Quello che penso sul referendum – di Antonio Socci

renziCi sono due Matteo Renzi. Del primo sono estimatore ed amico. Il secondo – a mio avviso – rappresenta un pericolo, per l’Italia e anche per se stesso. Dico subito – anticipando le mie conclusioni – che voterò “no” (e spero che vinca il no) per “rottamare” il Matteo 2 e far tornare sulla scena il Matteo 1.

Infatti sono convinto che – spazzato via il delirio di onnipotenza del secondo Matteo, che ha fatto perdere al Paese il momento giusto per la ripresa economica – il primo Matteo, ridimensionato dalla batosta, più umile e più serio, potrà essere utile alla politica italiana e al nostro Paese.

Il Matteo Renzi 1 è il simpatico e intelligente outsider che irruppe nelle primarie del Pd facendo invecchiare di colpo tutto il sinistrume.

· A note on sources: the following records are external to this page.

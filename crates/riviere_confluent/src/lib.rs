//! # riviere_confluent
//!
//! Confluent - Where Riviere's classified flows merge.
//!
//! ## Name Origin
//!
//! A **confluent** is the point where two watercourses join into one. This
//! crate is that point for Riviere: upstream component facts and library
//! knowledge meet here and merge into a single data-flow graph.
//!
//! ## Purpose
//!
//! - **Classifier**: builtin tables, naming heuristic, the two-tier
//!   oracle/heuristic fallback chain
//! - **Registry & dispatch**: priority-ordered, first-match-wins processor
//!   selection with a documented registration-order tie-break
//! - **Library processors**: one translator per supported primitive family
//! - **Session**: all per-analysis mutable state, constructed fresh per call
//! - **Assembler**: render-tree walk producing display/invocation edges and
//!   conditional/loop subgraphs
//! - **Analyzer**: the pipeline facade
//!
//! ## Architecture
//!
//! ```text
//! riviere_amont (facts)        riviere_sonde (types)
//!          \                        /
//!           riviere_confluent (analysis)   <- this crate
//!                      |
//!             riviere_delta (graph)
//! ```

pub mod analyzer;
pub mod assembler;
pub mod builtins;
pub mod classifier;
pub mod heuristic;
pub mod processor;
pub mod processors;
pub mod session;

pub use analyzer::{AnalyzeError, AnalyzerOptions, DfdAnalyzer};
pub use assembler::GraphAssembler;
pub use classifier::{ClassifiedHook, HookCategory, HookClassifier};
pub use processor::{
    NodeAugment, Priority, Processor, ProcessorError, ProcessorMeta, ProcessorOutput,
    ProcessorRegistry,
};
pub use session::{AnalysisSession, ResourceKey};
//! Per-component analysis facts.
//!
//! `ComponentAnalysis` is the contract between the framework extractor and
//! the data-flow pipeline: one instance per source file, produced once,
//! never mutated afterwards.

use crate::hook::HookInvocation;
use crate::render::RenderNode;
use riviere_socle::String;
use serde::{Deserialize, Serialize};

/// Source dialect the component was written against.
#[derive(Debug, Clone, Copy, PartialEq, Eq, Hash, Serialize, Deserialize, Default)]
#[serde(rename_all = "kebab-case")]
pub enum Framework {
    /// React function components with hooks
    React,
    /// Vue 3 Composition API (`<script setup>` or `setup()`)
    VueComposition,
    /// Svelte 5 runes mode
    SvelteRunes,
    /// Dialect not in the registry; generic default semantics apply
    #[default]
    Unknown,
}

impl Framework {
    /// Human-readable dialect name.
    #[inline]
    pub const fn display_name(self) -> &'static str {
        match self {
            Self::React => "React",
            Self::VueComposition => "Vue Composition",
            Self::SvelteRunes => "Svelte Runes",
            Self::Unknown => "Unknown",
        }
    }
}

// Role vocabulary is shared with the output model; re-exported here so the
// extractor contract stays a single-crate import.
pub use riviere_socle::BindingRole;

/// One declared prop of the component.
#[derive(Debug, Clone, PartialEq, Eq, Serialize, Deserialize)]
pub struct PropDescriptor {
    /// Prop name as bound in the component scope.
    pub name: String,
    /// Extractor's initial data/function guess (callback props vs values).
    pub role_guess: BindingRole,
}

impl PropDescriptor {
    pub fn new(name: impl Into<String>, role_guess: BindingRole) -> Self {
        Self {
            name: name.into(),
            role_guess,
        }
    }

    /// A plain value prop.
    pub fn data(name: impl Into<String>) -> Self {
        Self::new(name, BindingRole::Data)
    }

    /// A callback prop.
    pub fn function(name: impl Into<String>) -> Self {
        Self::new(name, BindingRole::Function)
    }
}

/// Structural facts extracted from one component.
#[derive(Debug, Clone, Serialize, Deserialize)]
pub struct ComponentAnalysis {
    /// Component name (file stem or exported identifier).
    pub name: String,
    /// Path of the source file the facts came from.
    pub file_path: String,
    /// Source dialect.
    pub framework: Framework,
    /// Declared props, in declaration order.
    pub props: Vec<PropDescriptor>,
    /// Hook/composable invocations, in source order.
    pub hooks: Vec<HookInvocation>,
    /// Root of the rendered-output tree.
    pub render_root: RenderNode,
}

impl ComponentAnalysis {
    pub fn new(
        name: impl Into<String>,
        file_path: impl Into<String>,
        framework: Framework,
    ) -> Self {
        Self {
            name: name.into(),
            file_path: file_path.into(),
            framework,
            props: Vec::new(),
            hooks: Vec::new(),
            render_root: RenderNode::empty_root(),
        }
    }

    pub fn with_props(mut self, props: Vec<PropDescriptor>) -> Self {
        self.props = props;
        self
    }

    pub fn with_hooks(mut self, hooks: Vec<HookInvocation>) -> Self {
        self.hooks = hooks;
        self
    }

    pub fn with_render_root(mut self, root: RenderNode) -> Self {
        self.render_root = root;
        self
    }

    /// Look up a prop by name.
    #[inline]
    pub fn prop(&self, name: &str) -> Option<&PropDescriptor> {
        self.props.iter().find(|p| p.name == name)
    }
}

#[cfg(test)]
mod tests {
    use super::*;

    #[test]
    fn test_framework_display_name() {
        assert_eq!(Framework::React.display_name(), "React");
        assert_eq!(Framework::SvelteRunes.display_name(), "Svelte Runes");
    }

    #[test]
    fn test_prop_lookup() {
        let analysis = ComponentAnalysis::new("Counter", "Counter.tsx", Framework::React)
            .with_props(vec![
                PropDescriptor::data("title"),
                PropDescriptor::function("onClose"),
            ]);

        assert_eq!(
            analysis.prop("onClose").map(|p| p.role_guess),
            Some(BindingRole::Function)
        );
        assert!(analysis.prop("missing").is_none());
    }

    #[test]
    fn test_serde_round_trip() {
        let analysis = ComponentAnalysis::new("Counter", "Counter.tsx", Framework::React);
        let json = serde_json::to_string(&analysis).unwrap();
        let back: ComponentAnalysis = serde_json::from_str(&json).unwrap();
        assert_eq!(back.name.as_str(), "Counter");
        assert_eq!(back.framework, Framework::React);
    }
}
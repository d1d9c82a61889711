//! Shared role vocabulary.
//!
//! Both sides of the pipeline speak in these terms: the extractor guesses a
//! role per prop, the classifier assigns one per bound variable, and graph
//! nodes record them per binding together with how the binding touches the
//! resource (read, write, or both).

use bitflags::bitflags;
use serde::{Deserialize, Serialize};

/// Role of a bound variable in the data-flow graph.
#[derive(Debug, Clone, Copy, PartialEq, Eq, Hash, Serialize, Deserialize)]
#[serde(rename_all = "lowercase")]
pub enum BindingRole {
    /// A value read for display or computation
    Data,
    /// A callable that triggers a process
    Function,
}

impl BindingRole {
    #[inline]
    pub const fn is_function(self) -> bool {
        matches!(self, Self::Function)
    }

    #[inline]
    pub const fn as_str(self) -> &'static str {
        match self {
            Self::Data => "data",
            Self::Function => "function",
        }
    }
}

bitflags! {
    /// How a binding touches the resource behind its node.
    #[derive(Debug, Clone, Copy, PartialEq, Eq, Hash, Default)]
    pub struct AccessFlags: u8 {
        const READ = 1 << 0;
        const WRITE = 1 << 1;
    }
}

impl AccessFlags {
    /// Short display form: `r`, `w`, or `rw`.
    pub const fn as_str(self) -> &'static str {
        match (self.contains(Self::READ), self.contains(Self::WRITE)) {
            (true, true) => "rw",
            (true, false) => "r",
            (false, true) => "w",
            (false, false) => "-",
        }
    }
}
//! # riviere
//!
//! Riviere - Component data-flow diagrams from extracted UI facts.
//!
//! The CLI consumes what a framework extractor serialized (one
//! `ComponentAnalysis` as JSON) and emits the data-flow diagram as JSON or
//! text. Parsing source dialects is the extractor's business, not ours.

mod commands;

use clap::{Parser, Subcommand};

#[derive(Parser)]
#[command(name = "riviere")]
#[command(about = "Component data-flow diagrams from extracted UI facts", long_about = None)]
#[command(version, disable_version_flag = true)]
struct Cli {
    /// Print version
    #[arg(short = 'v', short_alias = 'V', long, action = clap::ArgAction::Version)]
    version: (),
    #[command(subcommand)]
    command: Commands,
}

#[derive(Subcommand)]
enum Commands {
    /// Build a data-flow diagram from extracted component facts
    #[command(visible_alias = "confluent")]
    Analyze(commands::analyze::AnalyzeArgs),
}

fn main() {
    tracing_subscriber::fmt()
        .with_env_filter(tracing_subscriber::EnvFilter::from_default_env())
        .with_writer(std::io::stderr)
        .init();

    let cli = Cli::parse();

    let exit_code = match cli.command {
        Commands::Analyze(args) => commands::analyze::run(args),
    };
    std::process::exit(exit_code);
}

A quel tempo aveva contro la Nomenklatura (che oggi in buona parte è con lui) e voleva rottamare le noiose burocrazie del suo partito e i loro vecchi arnesi ideologici.

Quel primo Matteo aveva alcune buone idee (ispirate peraltro all’originario programma berlusconiano) e gli era estraneo il settarismo tipico della Sinistra, quella Sinistra che criminalizza gli avversari, che si sente antropologicamente superiore all’Italia normale, che disprezza l’italiano medio e che sogna solo di spremerlo con nuove tasse e nuove regole, la Sinistra che ha sempre l’insopportabile birignao pedagogico (pur avendole sbagliate tutte).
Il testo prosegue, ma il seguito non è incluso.